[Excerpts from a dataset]

+ + + + + + +

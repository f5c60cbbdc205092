use axum::http::StatusCode;
use axum::response::{IntoResponse, Response};
use ladrillo_core::error::CoreError;
use ladrillo_db::services::ServiceError;
use serde_json::json;

/// Application-level error type for HTTP handlers.
///
/// Wraps [`CoreError`] for domain errors and adds HTTP-specific variants.
/// Implements [`IntoResponse`] to produce consistent JSON error responses;
/// validation errors additionally carry a `fields` object keyed by field
/// name.
#[derive(Debug, thiserror::Error)]
pub enum AppError {
    /// A domain-level error from `ladrillo_core`.
    #[error(transparent)]
    Core(#[from] CoreError),

    /// A database error from sqlx.
    #[error("database error: {0}")]
    Database(#[from] sqlx::Error),

    /// A bad request with a human-readable message.
    #[error("bad request: {0}")]
    BadRequest(String),
}

/// Convenience type alias for handler return values.
pub type AppResult<T> = Result<T, AppError>;

impl From<ServiceError> for AppError {
    fn from(error: ServiceError) -> Self {
        match error {
            ServiceError::Core(core) => AppError::Core(core),
            ServiceError::Database(db_err) => AppError::Database(db_err),
        }
    }
}

impl IntoResponse for AppError {
    fn into_response(self) -> Response {
        let (status, code, message, fields) = match &self {
            // --- CoreError variants ---
            AppError::Core(core) => match core {
                CoreError::NotFound { entity, id } => (
                    StatusCode::NOT_FOUND,
                    "NOT_FOUND",
                    format!("{entity} with id {id} not found"),
                    None,
                ),
                CoreError::Validation(errors) => (
                    StatusCode::BAD_REQUEST,
                    "VALIDATION_ERROR",
                    "Validation failed".to_string(),
                    Some(json!(errors)),
                ),
                CoreError::Internal(msg) => {
                    tracing::error!(error = %msg, "Internal core error");
                    (
                        StatusCode::INTERNAL_SERVER_ERROR,
                        "INTERNAL_ERROR",
                        "An internal error occurred".to_string(),
                        None,
                    )
                }
            },

            // --- Database errors ---
            AppError::Database(err) => {
                let (status, code, message) = classify_sqlx_error(err);
                (status, code, message, None)
            }

            // --- HTTP-specific errors ---
            AppError::BadRequest(msg) => {
                (StatusCode::BAD_REQUEST, "BAD_REQUEST", msg.clone(), None)
            }
        };

        let mut body = json!({
            "error": message,
            "code": code,
        });
        if let Some(fields) = fields {
            body["fields"] = fields;
        }

        (status, axum::Json(body)).into_response()
    }
}

/// Classify a sqlx error into an HTTP status, error code, and message.
///
/// - `RowNotFound` maps to 404.
/// - Unique constraint violations map to 409 (services normally translate
///   these before they get here; this is the raw-driver fallback).
/// - Everything else maps to 500 with a sanitized message.
fn classify_sqlx_error(err: &sqlx::Error) -> (StatusCode, &'static str, String) {
    match err {
        sqlx::Error::RowNotFound => (
            StatusCode::NOT_FOUND,
            "NOT_FOUND",
            "Resource not found".to_string(),
        ),
        sqlx::Error::Database(db_err) if db_err.is_unique_violation() => (
            StatusCode::CONFLICT,
            "CONFLICT",
            "Duplicate value violates a unique constraint".to_string(),
        ),
        other => {
            tracing::error!(error = %other, "Database error");
            (
                StatusCode::INTERNAL_SERVER_ERROR,
                "INTERNAL_ERROR",
                "An internal error occurred".to_string(),
            )
        }
    }
}
//! Repository for the `customers` table.
//!
//! rut and email carry UNIQUE indexes (`uq_customers_rut`,
//! `uq_customers_email`); insert and update surface violations as driver
//! errors which the service layer maps back to field names.

use std::str::FromStr;

use ladrillo_core::customer::Customer;
use ladrillo_core::types::Id;
use sqlx::{QueryBuilder, Sqlite, SqliteExecutor};

use crate::ordering::Ordering;
use crate::pagination::{clamp_limit, clamp_offset, Page};

const COLUMNS: &str = "id, rut, name, lastname, email, phone, created_at";

/// Optional filters for customer listings.
#[derive(Debug, Clone, Default)]
pub struct CustomerFilter {
    /// Exact match.
    pub rut: Option<String>,
    /// Exact match.
    pub email: Option<String>,
    /// Exact match.
    pub phone: Option<String>,
    /// Case-insensitive substring match.
    pub name: Option<String>,
    /// Case-insensitive substring match.
    pub lastname: Option<String>,
}

/// Sortable columns for customer listings.
#[derive(Debug, Clone, Copy, Default, PartialEq, Eq)]
pub enum CustomerOrder {
    #[default]
    CreatedAt,
}

impl CustomerOrder {
    fn column(self) -> &'static str {
        match self {
            CustomerOrder::CreatedAt => "created_at",
        }
    }
}

impl FromStr for CustomerOrder {
    type Err = ();

    fn from_str(s: &str) -> Result<Self, Self::Err> {
        match s {
            "created_at" => Ok(CustomerOrder::CreatedAt),
            _ => Err(()),
        }
    }
}

/// CRUD operations for customers.
pub struct CustomerRepo;

impl CustomerRepo {
    /// Insert a fully-materialized customer row.
    pub async fn insert(
        executor: impl SqliteExecutor<'_>,
        customer: &Customer,
    ) -> Result<(), sqlx::Error> {
        sqlx::query(
            "INSERT INTO customers (id, rut, name, lastname, email, phone, created_at)
             VALUES (?, ?, ?, ?, ?, ?, ?)",
        )
        .bind(customer.id)
        .bind(&customer.rut)
        .bind(&customer.name)
        .bind(&customer.lastname)
        .bind(&customer.email)
        .bind(&customer.phone)
        .bind(customer.created_at)
        .execute(executor)
        .await?;
        Ok(())
    }

    pub async fn find_by_id(
        executor: impl SqliteExecutor<'_>,
        id: Id,
    ) -> Result<Option<Customer>, sqlx::Error> {
        let query = format!("SELECT {COLUMNS} FROM customers WHERE id = ?");
        sqlx::query_as::<_, Customer>(&query)
            .bind(id)
            .fetch_optional(executor)
            .await
    }

    pub async fn exists(executor: impl SqliteExecutor<'_>, id: Id) -> Result<bool, sqlx::Error> {
        sqlx::query_scalar::<_, bool>("SELECT EXISTS (SELECT 1 FROM customers WHERE id = ?)")
            .bind(id)
            .fetch_one(executor)
            .await
    }

    /// Replace every mutable column. Returns `false` if no row matched.
    pub async fn update(
        executor: impl SqliteExecutor<'_>,
        customer: &Customer,
    ) -> Result<bool, sqlx::Error> {
        let result = sqlx::query(
            "UPDATE customers
             SET rut = ?, name = ?, lastname = ?, email = ?, phone = ?
             WHERE id = ?",
        )
        .bind(&customer.rut)
        .bind(&customer.name)
        .bind(&customer.lastname)
        .bind(&customer.email)
        .bind(&customer.phone)
        .bind(customer.id)
        .execute(executor)
        .await?;
        Ok(result.rows_affected() > 0)
    }

    /// Delete a customer by ID. Returns `true` if a row was removed.
    pub async fn delete(executor: impl SqliteExecutor<'_>, id: Id) -> Result<bool, sqlx::Error> {
        let result = sqlx::query("DELETE FROM customers WHERE id = ?")
            .bind(id)
            .execute(executor)
            .await?;
        Ok(result.rows_affected() > 0)
    }

    /// List customers matching `filter`, sorted per `order`, paginated.
    pub async fn list(
        executor: impl SqliteExecutor<'_>,
        filter: &CustomerFilter,
        order: Ordering<CustomerOrder>,
        page: Page,
    ) -> Result<Vec<Customer>, sqlx::Error> {
        let mut query =
            QueryBuilder::<Sqlite>::new(format!("SELECT {COLUMNS} FROM customers WHERE 1 = 1"));

        if let Some(rut) = &filter.rut {
            query.push(" AND rut = ");
            query.push_bind(rut);
        }
        if let Some(email) = &filter.email {
            query.push(" AND email = ");
            query.push_bind(email);
        }
        if let Some(phone) = &filter.phone {
            query.push(" AND phone = ");
            query.push_bind(phone);
        }
        if let Some(name) = &filter.name {
            query.push(" AND instr(lower(name), lower(");
            query.push_bind(name);
            query.push(")) > 0");
        }
        if let Some(lastname) = &filter.lastname {
            query.push(" AND instr(lower(lastname), lower(");
            query.push_bind(lastname);
            query.push(")) > 0");
        }

        query.push(format!(
            " ORDER BY {} {}",
            order.field.column(),
            order.direction.sql()
        ));
        query.push(" LIMIT ");
        query.push_bind(clamp_limit(page.limit));
        query.push(" OFFSET ");
        query.push_bind(clamp_offset(page.offset));

        query
            .build_query_as::<Customer>()
            .fetch_all(executor)
            .await
    }
}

+ + + + + + +

#### WHAT IS NEEDED
Counting only lines that contain the word "CustomerOrder", how many are there in the records above? Give the number alone.

#### TASK RESULT
6